I could wax into the night about how horses are faster, and camels travel long distances through the desert with less water, but to no avail. Every year, my three kids would each clamor for the elephant, each claiming they had never traveled on his broad back. Three wise men, three kids. Maybe two out of three had legitimately never had a crack at the elephant, but three out of three? Statistically impossible.
Each Christmas Eve, when baby Jesus was placed in his creche and the Star appeared over the stable, the journey would begin. In our house, this meant wise men rode their beasts along a circuitous route, with a child as their companion: through bathrooms; laundry room; the kitchen; maybe even a bedroom or two. They came from distant lands, avoiding the perils of curious dogs, until they came to the creche.
In her book To Dance with God, Gertrude Mueller Nelson wrote that myths were stories that might or might not be true on the outside, but were profoundly true on the inside. We tell our sacred stories year after year, and we teach them to our children, illustrating the main points with carved figures. Our churches are filled with creches not because we believe each detail to be precisely factual, but because the stories make essential points about our faith, and about how to live.
The kings didn’t have GPS. Siri didn’t bark at them to make a U-Turn. They simply looked up and followed the light. They journeyed to Jesus with the help of a Star, and they had enough wisdom to ask for directions. I imagine some of their daily talk was about the logistics of the trip – where they would stay, and should they stop to hunt, or to range off the path to find water. As kings, they undoubtedly traveled with large retinues. But they also had each other for soulmates. During long days and nights, I imagine them in challenging, invigorating conversations about who they would find at journey’s end, and what it would mean to them and to their peoples.
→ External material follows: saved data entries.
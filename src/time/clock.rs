//! Time sources.
//!
//! The timer service and the benchmark calibrator read time through the
//! [`TimeSource`] trait so production code runs on the wall clock while tests
//! drive a [`VirtualClock`] by hand.

use crate::types::{Time, duration_to_nanos_saturating};
use std::sync::atomic::{AtomicU64, Ordering};
use std::time::{Duration, Instant};

/// Time source abstraction for getting the current time.
pub trait TimeSource: Send + Sync + std::fmt::Debug {
    /// Returns the current time.
    fn now(&self) -> Time;
}

/// Monotonic wall clock.
///
/// Uses `std::time::Instant` internally; the epoch is the moment the clock
/// was created.
#[derive(Debug)]
pub struct WallClock {
    epoch: Instant,
}

impl WallClock {
    /// Creates a new wall clock time source.
    #[must_use]
    pub fn new() -> Self {
        Self {
            epoch: Instant::now(),
        }
    }
}

impl Default for WallClock {
    fn default() -> Self {
        Self::new()
    }
}

impl TimeSource for WallClock {
    fn now(&self) -> Time {
        Time::from_nanos(duration_to_nanos_saturating(self.epoch.elapsed()))
    }
}

/// Virtual time source for deterministic tests.
///
/// Time only advances when told to.
///
/// # Example
///
/// ```
/// use timekeep::time::{TimeSource, VirtualClock};
/// use timekeep::types::Time;
/// use std::time::Duration;
///
/// let clock = VirtualClock::new();
/// assert_eq!(clock.now(), Time::ZERO);
///
/// clock.advance(Duration::from_secs(1));
/// assert_eq!(clock.now(), Time::from_secs(1));
/// ```
#[derive(Debug, Default)]
pub struct VirtualClock {
    now: AtomicU64,
}

impl VirtualClock {
    /// Creates a new virtual clock starting at time zero.
    #[must_use]
    pub fn new() -> Self {
        Self::default()
    }

    /// Creates a virtual clock starting at the given time.
    #[must_use]
    pub fn starting_at(time: Time) -> Self {
        Self {
            now: AtomicU64::new(time.as_nanos()),
        }
    }

    /// Advances time by `by`.
    pub fn advance(&self, by: Duration) {
        let nanos = duration_to_nanos_saturating(by);
        let mut current = self.now.load(Ordering::Acquire);
        loop {
            let next = current.saturating_add(nanos);
            match self
                .now
                .compare_exchange_weak(current, next, Ordering::AcqRel, Ordering::Acquire)
            {
                Ok(_) => return,
                Err(actual) => current = actual,
            }
        }
    }

    /// Advances time to the given absolute time.
    ///
    /// If the target time is in the past this is a no-op.
    pub fn advance_to(&self, time: Time) {
        self.now.fetch_max(time.as_nanos(), Ordering::AcqRel);
    }
}

impl TimeSource for VirtualClock {
    fn now(&self) -> Time {
        Time::from_nanos(self.now.load(Ordering::Acquire))
    }
}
We are notorious for having the loosest of ties beyond our immediate families, and little acquaintance across the boundaries of status, race, and denominations. We value our independence. But I know (and I bet you do too) groups who gather each year for a trip: former classmates who reunite for an annual meal; hunting or fishing partners; friends who share a ski house. Even more commonly, we have co-workers and classmates who are with us on our daily rounds, or fellow members of a faith community. What would it take to find in these people what 17th century poet and clergyman Thomas Traherne called “glorious companions?” I submit that the first step would be to make yourself known to them.
Seldom does this season pass without a Christmas card from an old friend or acquaintance whose stories and photos describe a perfect family. Sometimes, I remind myself that their “outsides” will always look better than my “insides,” where my fears and uncertainties live. The path to intimacy and trust begins when we break the shell of perfection to admit we don’t know the way, and to share the profound truths of our insides.
Like the wise men, we stop to gather the wisdom of others. We follow the light of the star to discover and worship the divine. We kneel down and offer our gifts of deep gratitude for the presence of God among us.
The path will not always be straight, and on some dark nights, clouds will cover the Star. May your journey be with holy companions. Merry Christmas!